GB basketball star Luol Deng is confident of avoiding surgery on the wrist injury that had threatened his participation in the London Olympics.

Luol Deng: Hopes to avoid surgery

The 27-year-old Chicago Bulls forward suffered damage to the ligaments in his left wrist back in January, but postponed surgery to help the Bulls' play-off push and then insisted on playing for Britain at the Games rather than having the operation his NBA paymasters wanted.

"I'm still discussing it but I feel like I don't need it," Deng said of surgery. "If it was one of those injuries that's getting worse and worse and worse then I would do it.
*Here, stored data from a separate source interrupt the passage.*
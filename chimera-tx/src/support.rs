//! 事务切面支持
//!
//! 一次调用的流程：
//! 1. 解析 (方法, 目标类型) 的事务属性
//! 2. 解析事务管理器：属性限定符 > 配置的 Bean 名称 > 配置的默认管理器 > 按类型查找唯一 Bean
//! 3. 属性非空时向管理器请求事务，并把 TransactionInfo 压入事务栈
//! 4. 正常返回提交；异常时按回滚规则回滚或提交；无论如何都出栈
//!
//! 回调式管理器由管理器驱动事务，checked 异常需要包装后穿过回调边界，
//! 返回调用方之前再解包。

use std::collections::HashMap;
use std::sync::atomic::{AtomicBool, Ordering};
use std::sync::Arc;

use chimera_aop::{ErrorType, InvocationContext, Method, ResultShapes, Throwable, Value};
use chimera_core::bean_factory::{BeanFactory, BeanFactoryExt};
use chimera_core::error::{ApplicationError, ApplicationResult};
use chimera_core::lifecycle::{BeanFactoryAware, InitializingBean, SmartInitializingSingleton};
use chimera_core::utils::class_names::qualified_method_name;
use once_cell::sync::Lazy;
use parking_lot::RwLock;

use crate::attribute::TransactionAttribute;
use crate::attribute_source::TransactionAttributeSource;
use crate::context::{TransactionContext, TransactionInfo};
use crate::error::{TransactionError, TransactionResult};
use crate::manager::{
    CallbackPreferringPlatformTransactionManager, PlatformTransactionManager, TransactionManager,
};
use crate::properties::TransactionProperties;
use crate::status::TransactionStatus;

/// 默认事务管理器在缓存中的键
const DEFAULT_TRANSACTION_MANAGER_KEY: &str = "<default>";

/// 回调式管理器中包装 checked 异常的类型
static THROWABLE_HOLDER_EXCEPTION: Lazy<ErrorType> =
    Lazy::new(|| ErrorType::new("ThrowableHolderException", &ErrorType::runtime_exception()));

fn hold(error: Throwable) -> Throwable {
    Throwable::new(THROWABLE_HOLDER_EXCEPTION.clone(), error.to_string()).with_cause(error)
}

fn is_held(error: &Throwable) -> bool {
    error.error_type() == &*THROWABLE_HOLDER_EXCEPTION
}

/// 事务切面支持
///
/// 代理管道经由 [`TransactionInterceptor`](crate::interceptor::TransactionInterceptor) 走同步路径；
/// 异步调用方直接使用 [`invoke_reactive`](Self::invoke_reactive) 和
/// [`invoke_reactive_stream`](Self::invoke_reactive_stream)。
pub struct TransactionAspectSupport {
    attribute_source: Option<Arc<dyn TransactionAttributeSource>>,
    transaction_manager: Option<TransactionManager>,
    transaction_manager_bean_name: Option<String>,
    default_timeout: Option<i32>,
    shapes: ResultShapes,
    bean_factory: RwLock<Option<Arc<dyn BeanFactory>>>,
    manager_cache: RwLock<HashMap<String, TransactionManager>>,
    initialized: AtomicBool,
}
"But I've been talking to my doctor who did the first surgery and I've been getting a lot of feedback from her.

"We are just taking time and if I feel like all of a sudden it's bothering me that much then we will get it. But it hasn't got to that yet."

Deng certainly did not appear to be suffering any effects of the injury on court as he turned in a series of starring performances for Britain, logging heavy minutes in the opening four games of the tournament.

He played the full 40 against Brazil and 39 against Russia, and while he only played 24 minutes against China, he battled early foul trouble and was then not required as Britain cruised to a 90-58 rout.

"I felt fine," Deng said. "(Britain coach Chris) Finch kept asking me about it but he even said that in practice it looked fine. It felt better than it did during the season.

"I know it was, 'Do I get the surgery or don't I?' I asked a lot of different opinions, different doctors. Just for me, myself, if I couldn't do it (play) I would get it. If I felt in a lot of pain or if I was useless out there, I would definitely do it but the pain has gone down a lot.

"There are times when it's painful, I'm not going to lie, but it's not enough for me to say 'I'm out of it'."

Britain finished 1-4 in group play to be eliminated before the quarter-final stage, but Deng believes their results need to be understood in context.

The British programme has been built from scratch over the last seven years, yet fought close games against some of the world's best teams, losing by one to European champions Spain and by five to a Russia team who have looked scintillating at times in London.

"What people don't realise is we're playing Spain to one point, playing (Americas champions) Brazil, we had Australia down by 15, and just had two bad quarters - a quarter and a half if you like," Deng said.

"People need to stop. These are the Olympics. These are the best teams in the world."